# GULF COOPERATION COUNCIL | Inter-country Railways



## Kutsuit (Mar 2, 2011)

*Gulf States put brakes on joint-GCC railway plan*

http://www.alaraby.co.uk/english/indepth/2016/5/4/gulf-states-put-brakes-on-joint-gcc-railway-plan

icard:


----------



## Haifon (May 7, 2017)

this project was every GCC citizen dream, unfortunately it was born dead.
and will be delayed to 2021.


----------



## sdery (Jun 27, 2014)

Would be nice if they could build out the section from Kuwait to Bahrain via KSA Eastern Province. The Eastern Province section could also act as commuter rail for the Dammam/Khobar area and it would be nice to have an alternative to the crowded Causeway.


----------



## Haifon (May 7, 2017)

^
it is actually planned with the new causway between dammam and Budai in Bhrain.
the Green Line.


----------



## Haifon (May 7, 2017)

*UAE says GCC rail network to operate from 2021 despite regional rift*
The planned 2,100 km passenger and cargo network will connect all the GCC states










The UAE infrastructure minister said on Monday he expected a delayed rail project connecting nations across the Gulf to be operational by 2021, despite a regional political crisis that has divided some countries involved.
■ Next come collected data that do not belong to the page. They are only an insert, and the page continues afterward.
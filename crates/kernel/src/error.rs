//! Parameter validation errors.
//!
//! The numerical core never fails once constructed; the only fallible surface
//! is validating [`SimulationParams`](crate::params::SimulationParams) before a
//! [`ParticleSystem`](crate::system::ParticleSystem) is built.

use std::fmt;

/// Errors raised when simulation parameters are unusable.
#[derive(Debug, Clone, PartialEq)]
pub enum ParamError {
    /// A parameter that must be strictly positive was zero or negative.
    NonPositive {
        /// Parameter name.
        name: &'static str,
        /// Offending value.
        value: f32,
    },
    /// A parameter fell outside its allowed closed range.
    OutOfRange {
        /// Parameter name.
        name: &'static str,
        /// Offending value.
        value: f32,
        /// Lower bound (inclusive).
        min: f32,
        /// Upper bound (inclusive).
        max: f32,
    },
    /// A parameter was NaN or infinite.
    NotFinite {
        /// Parameter name.
        name: &'static str,
    },
    /// The spatial hash table must have at least one bucket.
    EmptyHashTable,
    /// The pinned axis is the one gravity acts along.
    PlanarAlongGravity,
}

impl fmt::Display for ParamError {
    fn fmt(&self, f: &mut fmt::Formatter<'_>) -> fmt::Result {
        match self {
            ParamError::NonPositive { name, value } => {
                write!(f, "{} must be positive, got {}", name, value)
            }
            ParamError::OutOfRange { name, value, min, max } => {
                write!(f, "{} must be in [{}, {}], got {}", name, min, max, value)
            }
            ParamError::NotFinite { name } => write!(f, "{} must be finite", name),
            ParamError::EmptyHashTable => write!(f, "table_size must be at least 1"),
            ParamError::PlanarAlongGravity => {
                write!(f, "planar_axis must differ from up_axis")
            }
        }
    }
}

impl std::error::Error for ParamError {}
The UAE, Saudi Arabia, and Bahrain cut ties with Qatar, including transport links, in June, accusing their neighbour of backing terrorism, a charge Doha denies. Two other Gulf Arab states, Kuwait and Oman, have remained neutral.


Infrastructure Development Minister Abdullah Belhaif al-Nuaimi told Reuters that Gulf nations involved in the railway project were still aiming to complete the network by 2021.
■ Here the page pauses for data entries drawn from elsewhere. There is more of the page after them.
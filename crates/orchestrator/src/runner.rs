//! Background stepping of a particle system.
//!
//! [`SimulationRunner`] moves the kernel onto its own thread and exposes
//! start/pause/resume/stop plus progress counters. The thread owns the kernel
//! outright; readers only ever receive owned [`Snapshot`] copies published
//! into a shared slot every `snapshot_interval` steps.

use sph_kernel::{EnergyMetrics, SimulationKernel, Snapshot};
use std::sync::{Arc, Mutex, MutexGuard, PoisonError};
use std::thread;
use std::time::{Duration, Instant};

use crate::error::RunnerError;

/// Runner state enum
#[derive(Debug, Clone, PartialEq, Eq)]
pub enum RunnerState {
    /// Simulation created but not yet started
    Created,
    /// Simulation actively running
    Running,
    /// Simulation paused
    Paused,
    /// Simulation finished (reached stopping condition or stopped)
    Finished,
    /// Simulation produced an unusable state and stopped
    Error,
}

/// Stopping conditions and publishing cadence.
#[derive(Debug, Clone, Copy, PartialEq)]
pub struct RunLimits {
    /// Stop after this many timesteps
    pub max_timesteps: Option<u64>,
    /// Stop after this much simulated time
    pub max_time: Option<f64>,
    /// Publish a snapshot every this many steps (at least 1)
    pub snapshot_interval: u64,
}

/// Shared state between the runner thread and control interface
struct SharedState {
    /// Current runner state
    state: RunnerState,
    /// Current simulation time
    sim_time: f64,
    /// Number of timesteps executed
    timestep_count: u64,
    /// Failure that moved the runner into `Error`
    error: Option<RunnerError>,
    /// Set by `stop()`/drop; the thread publishes, then marks `Finished`
    stop_requested: bool,
    /// Most recently published snapshot
    snapshot: Arc<Snapshot>,
    /// Diagnostics captured with the snapshot
    metrics: EnergyMetrics,
}

/// Handle for controlling and querying a running simulation
pub struct SimulationRunner {
    /// Shared state (protected by mutex)
    shared: Arc<Mutex<SharedState>>,
    /// Handle to the background thread
    thread_handle: Option<thread::JoinHandle<()>>,
}

fn lock(shared: &Mutex<SharedState>) -> MutexGuard<'_, SharedState> {
    shared.lock().unwrap_or_else(PoisonError::into_inner)
}

impl SimulationRunner {
    /// Create a new simulation runner with the given kernel
    ///
    /// The initial state is published immediately as snapshot version 0.
    ///
    /// # Arguments
    /// * `kernel` - The simulation kernel to run
    /// * `limits` - Stopping conditions and snapshot cadence
    pub fn new(mut kernel: Box<dyn SimulationKernel + Send>, limits: RunLimits) -> Self {
        let shared = Arc::new(Mutex::new(SharedState {
            state: RunnerState::Created,
            sim_time: kernel.sim_time(),
            timestep_count: kernel.steps_taken(),
            error: None,
            stop_requested: false,
            snapshot: Arc::new(kernel.snapshot()),
            metrics: kernel.energy_metrics(),
        }));

        let shared_clone = Arc::clone(&shared);

        // Spawn background thread
        let thread_handle = thread::spawn(move || {
            run_simulation_loop(kernel.as_mut(), shared_clone, limits);
        });

        Self {
            shared,
            thread_handle: Some(thread_handle),
        }
    }

    /// Get current runner state
    pub fn state(&self) -> RunnerState {
        lock(&self.shared).state.clone()
    }

    /// Get current simulation time
    pub fn sim_time(&self) -> f64 {
        lock(&self.shared).sim_time
    }

    /// Get current timestep count
    pub fn timestep_count(&self) -> u64 {
        lock(&self.shared).timestep_count
    }

    /// Get the error if state is Error
    pub fn error(&self) -> Option<RunnerError> {
        lock(&self.shared).error.clone()
    }

    /// Latest published snapshot, as an owned copy
    pub fn latest_snapshot(&self) -> Snapshot {
        let snapshot = Arc::clone(&lock(&self.shared).snapshot);
        Snapshot::clone(&snapshot)
    }

    /// Version of the latest published snapshot
    ///
    /// Cheap way for a reader to check for a new frame before copying it.
    pub fn snapshot_version(&self) -> u64 {
        lock(&self.shared).snapshot.version
    }

    /// Diagnostics captured with the latest snapshot
    pub fn latest_metrics(&self) -> EnergyMetrics {
        lock(&self.shared).metrics
    }

    /// Pause the simulation
    pub fn pause(&self) {
        let mut state = lock(&self.shared);
        if state.state == RunnerState::Running {
            state.state = RunnerState::Paused;
        }
    }

    /// Resume the simulation
    pub fn resume(&self) {
        let mut state = lock(&self.shared);
        if state.state == RunnerState::Paused {
            state.state = RunnerState::Running;
        }
    }

    /// Start the simulation (transition from Created to Running)
    pub fn start(&self) {
        let mut state = lock(&self.shared);
        if state.state == RunnerState::Created {
            state.state = RunnerState::Running;
        }
    }

    /// Ask the simulation thread to finish after its current step
    ///
    /// The state turns `Finished` only once the thread has published the
    /// final snapshot.
    pub fn stop(&self) {
        lock(&self.shared).stop_requested = true;
    }

    /// Wait for the simulation thread to complete
    pub fn join(mut self) -> Result<(), RunnerError> {
        if let Some(handle) = self.thread_handle.take() {
            handle.join().map_err(|_| RunnerError::ThreadPanicked)?;
        }
        match lock(&self.shared).error.clone() {
            Some(e) => Err(e),
            None => Ok(()),
        }
    }
}

impl Drop for SimulationRunner {
    fn drop(&mut self) {
        // Signal the thread to wrap up
        lock(&self.shared).stop_requested = true;
    }
}

fn publish(kernel: &dyn SimulationKernel, shared: &Mutex<SharedState>) {
    let snapshot = Arc::new(kernel.snapshot());
    let metrics = kernel.energy_metrics();
    let mut guard = lock(shared);
    guard.snapshot = snapshot;
    guard.metrics = metrics;
}

/// Publish the final state and mark the run `Finished` under one lock, so a
/// reader that observes `Finished` also observes the last snapshot.
fn finish(kernel: &dyn SimulationKernel, shared: &Mutex<SharedState>) {
    let snapshot = Arc::new(kernel.snapshot());
    let metrics = kernel.energy_metrics();
    let mut guard = lock(shared);
    guard.snapshot = snapshot;
    guard.metrics = metrics;
    if guard.state != RunnerState::Error {
        guard.state = RunnerState::Finished;
    }
}

/// Main simulation loop executed in background thread
fn run_simulation_loop(
    kernel: &mut dyn SimulationKernel,
    shared: Arc<Mutex<SharedState>>,
    limits: RunLimits,
) {
    // Wait for start signal
    loop {
        let (state, stop_requested) = {
            let guard = lock(&shared);
            (guard.state.clone(), guard.stop_requested)
        };
        if stop_requested {
            finish(kernel, &shared);
            return;
        }

        match state {
            RunnerState::Created => {
                // Wait a bit and check again
                thread::sleep(Duration::from_millis(10));
            }
            RunnerState::Running => break,
            _ => return,
        }
    }

    let start_wall_time = Instant::now();
    let interval = limits.snapshot_interval.max(1);

    loop {
        // Check state
        let (current_state, stop_requested) = {
            let guard = lock(&shared);
            (guard.state.clone(), guard.stop_requested)
        };
        if stop_requested {
            tracing::info!("Simulation stopped at step {}", kernel.steps_taken());
            break;
        }

        match current_state {
            RunnerState::Running => {
                // Execute one timestep
                kernel.step();

                let timestep_count = kernel.steps_taken();
                let sim_time = kernel.sim_time();

                // Update shared state
                {
                    let mut guard = lock(&shared);
                    guard.sim_time = sim_time;
                    guard.timestep_count = timestep_count;
                }

                if !kernel.particles().is_finite() {
                    tracing::warn!(
                        "Non-finite particle state at step {}, stopping",
                        timestep_count
                    );
                    publish(kernel, &shared);
                    let mut guard = lock(&shared);
                    guard.state = RunnerState::Error;
                    guard.error = Some(RunnerError::NonFinite {
                        step: timestep_count,
                    });
                    break;
                }

                let reached_steps = limits
                    .max_timesteps
                    .is_some_and(|max_steps| timestep_count >= max_steps);
                let reached_time = limits.max_time.is_some_and(|max_t| sim_time >= max_t);

                if timestep_count % interval == 0 && !(reached_steps || reached_time) {
                    publish(kernel, &shared);
                }

                // Check stopping conditions
                if reached_steps || reached_time {
                    if reached_steps {
                        tracing::info!(
                            "Simulation finished: reached max_timesteps = {}",
                            timestep_count
                        );
                    } else {
                        tracing::info!("Simulation finished: reached max_time = {:.3}", sim_time);
                    }
                    break;
                }

                // Log progress periodically
                if timestep_count % 100 == 0 {
                    let wall_time = start_wall_time.elapsed().as_secs_f64();
                    let metrics = kernel.energy_metrics();
                    tracing::debug!(
                        "Step {}: sim_time={:.4}, energy={:.6}, wall_time={:.2}s",
                        timestep_count,
                        sim_time,
                        metrics.total,
                        wall_time,
                    );
                }
            }
            RunnerState::Paused => {
                // Wait while paused
                thread::sleep(Duration::from_millis(20));
            }
            RunnerState::Finished | RunnerState::Error | RunnerState::Created => {
                // Exit loop
                break;
            }
        }
    }

    // Final state is visible even when stopped between intervals
    finish(kernel, &shared);

    tracing::info!(
        "Simulation thread exiting: {} timesteps, {:.4} simulated, {:.2}s wall",
        kernel.steps_taken(),
        kernel.sim_time(),
        start_wall_time.elapsed().as_secs_f64(),
    );
}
“That is still the date,” he said.

The planned 2,100 km passenger and cargo network connecting the six GCC states was pushed back at least three years to 2021 before the political crisis erupted.

The UAE suspended construction of its portion of the network in 2016, while Oman said it would shift its focus to building its domestic network.

“It’s going forward. We still have small hiccups here and there but the project, hopefully, is going forward,” al-Nuaimi said without giving details on whether construction has resumed.

Several projects across the region have been put on hold as Gulf oil producers struggle with low crude prices and rising budget deficits.

The UAE network will span the country’s seven emirates from the Gulf of Oman to the Saudi and Omani borders. It would connect to Qatar through Saudi Arabia’s network.

http://gulfbusiness.com/uae-says-gc...1-despite-regional-rift/#.WfhmirLJx8I.twitter


----------